By Sam Instone - July 15, 2021

Next week is Eid Al Adha.

And if you’re living in the UAE like me, that means a 6-day weekend…

To rest, spend time with loved ones and create memorable moments.

A true gift of time.

But regardless of where you are this weekend, how do you plan to make the most of it?

I found this piece by Darius Foroux particularly apt.

In it, Darius says:

Life is not about the things you get to experience, it’s something you experience regardless of what you do. That means every experience is worth it. Whether it’s something you desired or not. “

Often when you try too hard to chase special experiences or spend too much time planning the future, you miss whatever is right in front of you.

You forget to live in the now.

But how can you do this, without sacrificing your financial future?

What I’ve learned during my 20-year career in financial services is that the most successful investors are those who started early.

Who seized the day and began investing when others weren’t. They thought about their future, without sacrificing their time.

I found this great list of investing books for teenagers to help them get a handle on their finances sooner rather than later.

On the list, you’ll find The Psychology of Money by Morgan Housel, 4 Pillars of Investing by William Bernstein, Moneyball by Michael Lewis, and more.

While on the topic of Morgan Housel, his latest blog talks about the assumption that smart people have the right answers.

He says there are situations when people become too smart for their own good, where intelligence is a liability and blocks good decisions.

Why? Here are a few causes:

  • The ability to create complex stories makes it easy to fool people, including yourself.
  • What’s boring is often important and the smartest people are the least interested in what’s boring.
  • Intelligence can make it difficult to communicate with ordinary people, who may have the missing insight you’re looking for.

I’ve often spoken about complexity in investing.

If information is opaque, laden with jargon and lacking simplicity – it doesn’t mean it’s an intelligent solution.

It means it’s likely going to work against you.

This article by Tony Isola is thought-provoking. He discusses the concept of attention as the cash value of time.

You’re as free as your attention span permits.

Focussing on every small detail, both real and imagined, wastes precious attentional bandwidth. In a financial sense, how you deploy your financial attention provides much more bang for your buck.

So here are a few questions to ponder:

  • Is saving for thirty years and then living the next thirty in an incessant state of fear of losing it productive?
  • Is giving your riches away at 95 to your 70-year-old children the best way to maximise your almost century of living?
  • Is watching your portfolio grow more important than taming your mind, eating properly, and exercising?

Use it or lose it, Net Worth is no match for Net Fulfilment.

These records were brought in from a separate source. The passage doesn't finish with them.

//!
//! # Error taxonomy
//!
//! Callers branch on the class of a failure: admission errors go back to
//! the submitter, recoverable verification errors leave a block processing,
//! and `Fatal` halts the chain.
//!

use {
    crate::data_model::{BlockHeight, BlockId, ChainId, NodeId, SubnetId, TxId},
    thiserror::Error,
};

/// Result alias used across the ledger.
pub type Result<T> = std::result::Result<T, Error>;

/// Every failure the ledger reports.
#[derive(Debug, Clone, PartialEq, Eq, Error)]
pub enum Error {
    /// Accepting the staker would push a validator above its maximum weight
    /// at some instant of the staker's window.
    #[error("validator {node} on subnet {subnet} would be over-delegated")]
    #[allow(missing_docs)]
    OverDelegated { subnet: SubnetId, node: NodeId },
    /// Start/end ordering, duration bounds or block timestamp violations.
    #[error("invalid timing: {0}")]
    InvalidTiming(String),
    /// Stake amount or delegation fee outside the configured bounds.
    #[error("invalid stake: {0}")]
    InvalidStake(String),
    #[allow(missing_docs)]
    #[error("insufficient fee: required {required}, provided {provided}")]
    InsufficientFee { required: u64, provided: u64 },
    /// Referenced state is missing.
    #[error("not found: {0}")]
    NotFound(#[from] NotFound),
    /// Structurally invalid transaction or block.
    #[error("malformed: {0}")]
    Malformed(String),
    /// The operation collides with existing state, e.g. a double spend.
    #[error("conflict: {0}")]
    Conflict(String),
    /// The mempool holds nothing that can go into a block right now.
    #[error("nothing to build")]
    NothingToBuild,
    /// Encoding or decoding failure.
    #[error("codec: {0}")]
    Codec(String),
    /// Storage corruption or a broken invariant; processing must stop.
    #[error("fatal: {0}")]
    Fatal(String),
}

/// What was missing for an `Error::NotFound`.
#[derive(Debug, Clone, PartialEq, Eq, Error)]
#[allow(missing_docs)]
pub enum NotFound {
    #[error("validator {node} on subnet {subnet}")]
    Validator { subnet: SubnetId, node: NodeId },
    #[error("staker {0}")]
    Staker(TxId),
    #[error("subnet {0}")]
    Subnet(SubnetId),
    #[error("block {0}")]
    Block(BlockId),
    #[error("height {0}")]
    Height(BlockHeight),
    #[error("shared memory entry {key} from chain {chain}")]
    SharedMemory { chain: ChainId, key: String },
}

impl Error {
    /// Failures that may disappear on their own, so a block hitting one
    /// stays processing and a mempool keeps the transaction.
    #[inline(always)]
    pub fn is_recoverable(&self) -> bool {
        matches!(self, Error::NotFound(NotFound::SharedMemory { .. }))
    }

    /// Wrap any displayable failure as `Fatal`.
    #[inline(always)]
    pub fn fatal(e: impl std::fmt::Display) -> Self {
        Error::Fatal(e.to_string())
    }
}

impl From<bincode::Error> for Error {
    fn from(e: bincode::Error) -> Self {
        Error::Codec(e.to_string())
    }
}

impl From<serde_json::Error> for Error {
    fn from(e: serde_json::Error) -> Self {
        Error::Codec(e.to_string())
    }
}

Spend your attention wisely.

Don’t waste the gift of longevity.

 

A question for you:

How much time and energy do you place on things outside your control?

 

This week’s meditations:

“All we have to decide is what to do with the time that is given us.”
- J.R.R. Tolkien

 

“Only time will tell if it was time well-spent.”
Jimmy Buffett

 

“It is not enough to be busy. So are the ants. The question is: what are we busy about?”
- Henry David Thoreau

 

If you liked this post, please share it using the social buttons at the top, or just forward them this blog.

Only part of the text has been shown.